Visite d'un caravanserail


Le lendemain, malgré l'insistance de notre hôte pour rester nous repartons: nous sommes si impatients d'arriver à Ispahan !  Le froid est si intense que je dois mettre les chaussettes d'Inès par-dessus mes gants. Elle s’est acheté des moufles à Istanbul, mais moi j’avais promis que jamais nous ne roulerions dans des conditions où nous aurions besoin de moufles. 


Nous pédalons sur le plateau iranien


Encore une nuit dans une famille, cette fois pro-gouvernement - gare à notre langage à propos des Américains - et c’est la journée finale. Le trafic infernal d'Ispahan ne diminue pas notre émotion d’être enfin arrivé !

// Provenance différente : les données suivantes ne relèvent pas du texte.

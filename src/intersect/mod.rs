//! Intersections between whole paths.
//!
//! Both paths are normalized to their canonical cubic form; every cubic of
//! the first path is then tested against every cubic of the second. Results
//! come out first-path-segment major, in the order they are found.

mod bezier;
mod crop;

use crate::path::{CanonicalPath, PathNormalizer, PathSpec, with_thread_normalizer};
use crate::types::Point;

pub use bezier::{BezierHit, BezierIntersector, HitSink, LineSolver, SegmentSolver, polyline_resolution};
pub use crop::{choose_crop_point, element_line_intersection};

/// An intersection between two paths.
#[derive(Debug, Clone, Copy, PartialEq)]
pub struct Intersection {
    pub x: f64,
    pub y: f64,
    /// Parameter within the cubic of the first path.
    pub t1: f64,
    /// Parameter within the cubic of the second path.
    pub t2: f64,
    /// Index of that cubic in the first canonical path (moves count).
    pub segment1: usize,
    /// Index of that cubic in the second canonical path (moves count).
    pub segment2: usize,
}

impl Intersection {
    pub fn point(&self) -> Point {
        Point::new(self.x, self.y)
    }
}

/// Labels bezier hits with the segment indices of the pair that produced
/// them.
struct Labelled<'a> {
    out: &'a mut Vec<Intersection>,
    segment1: usize,
    segment2: usize,
}

impl HitSink for Labelled<'_> {
    fn record(&mut self, hit: BezierHit) {
        self.out.push(Intersection {
            x: hit.point.x,
            y: hit.point.y,
            t1: hit.t1,
            t2: hit.t2,
            segment1: self.segment1,
            segment2: self.segment2,
        });
    }
}

/// Intersections of two canonical paths.
pub fn intersect_canonical<S: SegmentSolver>(
    a: &CanonicalPath,
    b: &CanonicalPath,
    bezier: &mut BezierIntersector<S>,
) -> Vec<Intersection> {
    let mut out = Vec::new();
    for (segment1, curve1) in a.cubics() {
        for (segment2, curve2) in b.cubics() {
            let mut sink = Labelled { out: &mut out, segment1, segment2 };
            bezier.intersect_into(&curve1, &curve2, &mut sink);
        }
    }
    crate::log::trace!(hits = out.len(), "path intersections");
    out
}

/// Number of intersections of two canonical paths.
pub fn count_canonical<S: SegmentSolver>(
    a: &CanonicalPath,
    b: &CanonicalPath,
    bezier: &mut BezierIntersector<S>,
) -> usize {
    let mut count = 0usize;
    for (_, curve1) in a.cubics() {
        for (_, curve2) in b.cubics() {
            bezier.intersect_into(&curve1, &curve2, &mut count);
        }
    }
    count
}

/// Path intersection queries backed by an owned normalizer.
pub struct IntersectionEngine<S: SegmentSolver = LineSolver> {
    normalizer: PathNormalizer,
    bezier: BezierIntersector<S>,
}

impl IntersectionEngine<LineSolver> {
    pub fn new() -> Self {
        Self::with_normalizer(PathNormalizer::new())
    }

    pub fn with_normalizer(normalizer: PathNormalizer) -> Self {
        IntersectionEngine {
            normalizer,
            bezier: BezierIntersector::new(),
        }
    }
}

impl Default for IntersectionEngine<LineSolver> {
    fn default() -> Self {
        Self::new()
    }
}

impl<S: SegmentSolver> IntersectionEngine<S> {
    pub fn with_solver(normalizer: PathNormalizer, solver: S) -> Self {
        IntersectionEngine {
            normalizer,
            bezier: BezierIntersector::with_solver(solver),
        }
    }

    pub fn normalizer(&self) -> &PathNormalizer {
        &self.normalizer
    }

    pub fn solver(&self) -> &S {
        self.bezier.solver()
    }

    /// Every intersection between `a` and `b`.
    ///
    /// ```
    /// use gridpath::intersect::IntersectionEngine;
    /// use gridpath::path::PathCommand;
    ///
    /// let mut engine = IntersectionEngine::new();
    /// let hits = engine.find_intersections(
    ///     "M0,0L100,100",
    ///     vec![PathCommand::move_to(0.0, 100.0), PathCommand::line_to(100.0, 0.0)],
    /// );
    /// assert_eq!(hits.len(), 1);
    /// assert_eq!((hits[0].x, hits[0].y), (50.0, 50.0));
    /// ```
    pub fn find_intersections(
        &mut self,
        a: impl Into<PathSpec>,
        b: impl Into<PathSpec>,
    ) -> Vec<Intersection> {
        let a = self.normalizer.normalize(&a.into());
        let b = self.normalizer.normalize(&b.into());
        intersect_canonical(&a, &b, &mut self.bezier)
    }

    /// Number of intersections between `a` and `b`.
    pub fn count_intersections(&mut self, a: impl Into<PathSpec>, b: impl Into<PathSpec>) -> usize {
        let a = self.normalizer.normalize(&a.into());
        let b = self.normalizer.normalize(&b.into());
        count_canonical(&a, &b, &mut self.bezier)
    }
}

fn normalize_pair(a: PathSpec, b: PathSpec) -> (CanonicalPath, CanonicalPath) {
    with_thread_normalizer(|normalizer| (normalizer.normalize(&a), normalizer.normalize(&b)))
}

/// [`IntersectionEngine::find_intersections`] using this thread's shared
/// normalizer.
pub fn find_path_intersections(a: impl Into<PathSpec>, b: impl Into<PathSpec>) -> Vec<Intersection> {
    let (a, b) = normalize_pair(a.into(), b.into());
    intersect_canonical(&a, &b, &mut BezierIntersector::new())
}

/// [`IntersectionEngine::count_intersections`] using this thread's shared
/// normalizer.
pub fn count_path_intersections(a: impl Into<PathSpec>, b: impl Into<PathSpec>) -> usize {
    let (a, b) = normalize_pair(a.into(), b.into());
    count_canonical(&a, &b, &mut BezierIntersector::new())
}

Visite d’Ispahan de Chiraz et de Yazd

À Ispahan nous faisons une pause de quelques jours dans une auberge de jeunesse… presque vide. L’ambiance est plutôt triste. Le covid a largement restreint le tourisme dans la ville. Nous visitons Ispahan sous un beau soleil d’hiver. Le soir, nous profitons de la fin de la journée sur la place Naqsh-e Jahan, un des rares endroits de la ville sans la moindre voiture. Les commerçants du bazar rangent leur étale, la lumière baisse doucement et le muezzin appelle dans un chant qui nous paraît désormais familier. Un moment de grâce.


Après quelques jours de repos et de visite à Ispahan nous laissons nos vélos dans notre auberge et prenons le bus pour aller à Chiraz et à Yazd pour faire un peu de tourisme.


Le bazar d'Ispahan


Les vitraux de la mosquée "rose" à Chiraz. Elle n'est pas rose, mais elle est recouverte de roses peintes sur de la faïence.


Les toits de Yazd, la ville du désert


Retour direction Istanbul

L’expiration du visa, la fin de notre réserve de cash, et surtout la fatigue d’une semaine de tourisme - pour nous faire du tourisme est plus fatiguant que du vélo - font sonner l’heure du retour. Après la visite de ce pays magnifique, nous prenons le bus direction l’ouest : Istanbul.